▸ **Activity**
Produce an exact copy of all the records.

Records excerpted from a collection

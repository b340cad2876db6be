//! Declarative macros for constructing SIP requests and responses without the
//! full builder call chain. Thin wrappers over [`crate::builder::SimpleRequestBuilder`]
//! and [`crate::builder::SimpleResponseBuilder`] for the common case of a
//! request/response with the mandatory header set populated.

/// Build a [`crate::types::sip_request::Request`] from named fields.
///
/// ```
/// use rvoip_sip_core::prelude::*;
/// use rvoip_sip_core::sip_request;
///
/// let request = sip_request! {
///     method: Method::Invite,
///     uri: "sip:bob@example.com",
///     from_name: "Alice",
///     from_uri: "sip:alice@example.com",
///     from_tag: "1928301774",
///     call_id: "a84b4c76e66710",
///     cseq: 1
/// };
/// assert_eq!(request.method(), Method::Invite);
/// ```
#[macro_export]
macro_rules! sip_request {
    (
        method: $method:expr,
        uri: $uri:expr,
        from_name: $from_name:expr,
        from_uri: $from_uri:expr,
        from_tag: $from_tag:expr,
        call_id: $call_id:expr,
        cseq: $cseq:expr
    ) => {{
        $crate::builder::SimpleRequestBuilder::new($method, $uri)
            .expect("valid request URI")
            .from($from_name, $from_uri, Some($from_tag))
            .to($from_name, $uri, None)
            .call_id($call_id)
            .cseq($cseq)
            .max_forwards(70)
            .build()
    }};
}

/// Build a [`crate::types::sip_response::Response`] from named fields.
///
/// ```
/// use rvoip_sip_core::prelude::*;
/// use rvoip_sip_core::sip_response;
///
/// let response = sip_response! {
///     status: StatusCode::Ok,
///     reason: "OK",
///     from_name: "Alice",
///     from_uri: "sip:alice@example.com",
///     to_name: "Bob",
///     to_uri: "sip:bob@example.com",
///     call_id: "a84b4c76e66710",
///     cseq: 1,
///     cseq_method: Method::Invite
/// };
/// assert_eq!(response.status_code(), 200);
/// ```
#[macro_export]
macro_rules! sip_response {
    (
        status: $status:expr,
        reason: $reason:expr,
        from_name: $from_name:expr,
        from_uri: $from_uri:expr,
        to_name: $to_name:expr,
        to_uri: $to_uri:expr,
        call_id: $call_id:expr,
        cseq: $cseq:expr,
        cseq_method: $cseq_method:expr
    ) => {{
        $crate::builder::SimpleResponseBuilder::new($status, Some($reason))
            .from($from_name, $from_uri, None)
            .to($to_name, $to_uri, None)
            .call_id($call_id)
            .cseq($cseq, $cseq_method)
            .build()
    }};
}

▸ **Problem solution**
repository b340cad2876db6be
//! Declarative macros for constructing SIP requests and responses without the
//! full builder call chain. Thin wrappers over [`crate::builder::SimpleRequestBuilder`]
//! and [`crate::builder::SimpleResponseBuilder`] for the common case of a
//! request/response with the mandatory header set populated.

/// Build a [`crate::types::sip_request::Request`] from named fields.
///
/// ```
/// use rvoip_sip_core::prelude::*;
/// use rvoip_sip_core::sip_request;
///
/// let request = sip_request! {
///     method: Method::Invite,
///     uri: "sip:bob@example.com",
///     from_name: "Alice",
///     from_uri: "sip:alice@example.com",
///     from_tag: "1928301774",
///     call_id: "a84b4c76e66710",
///     cseq: 1
/// };
/// assert_eq!(request.method(), Method::Invite);
/// ```
#[macro_export]
macro_rules! sip_request {
    (
        method: $method:expr,
        uri: $uri:expr,
        from_name: $from_name:expr,
        from_uri: $from_uri:expr,
        from_tag: $from_tag:expr,
        call_id: $call_id:expr,
        cseq: $cseq:expr
    ) => {{
        $crate::builder::SimpleRequestBuilder::new($method, $uri)
            .expect("valid request URI")
            .from($from_name, $from_uri, Some($from_tag))
            .to($from_name, $uri, None)
            .call_id($call_id)
            .cseq($cseq)
            .max_forwards(70)
            .build()
    }};
}

/// Build a [`crate::types::sip_response::Response`] from named fields.
///
/// ```
/// use rvoip_sip_core::prelude::*;
/// use rvoip_sip_core::sip_response;
///
/// let response = sip_response! {
///     status: StatusCode::Ok,
///     reason: "OK",
///     from_name: "Alice",
///     from_uri: "sip:alice@example.com",
///     to_name: "Bob",
///     to_uri: "sip:bob@example.com",
///     call_id: "a84b4c76e66710",
///     cseq: 1,
///     cseq_method: Method::Invite
/// };
/// assert_eq!(response.status_code(), 200);
/// ```
#[macro_export]
macro_rules! sip_response {
    (
        status: $status:expr,
        reason: $reason:expr,
        from_name: $from_name:expr,
        from_uri: $from_uri:expr,
        to_name: $to_name:expr,
        to_uri: $to_uri:expr,
        call_id: $call_id:expr,
        cseq: $cseq:expr,
        cseq_method: $cseq_method:expr
    ) => {{
        $crate::builder::SimpleResponseBuilder::new($status, Some($reason))
            .from($from_name, $from_uri, None)
            .to($to_name, $to_uri, None)
            .call_id($call_id)
            .cseq($cseq, $cseq_method)
            .build()
    }};
}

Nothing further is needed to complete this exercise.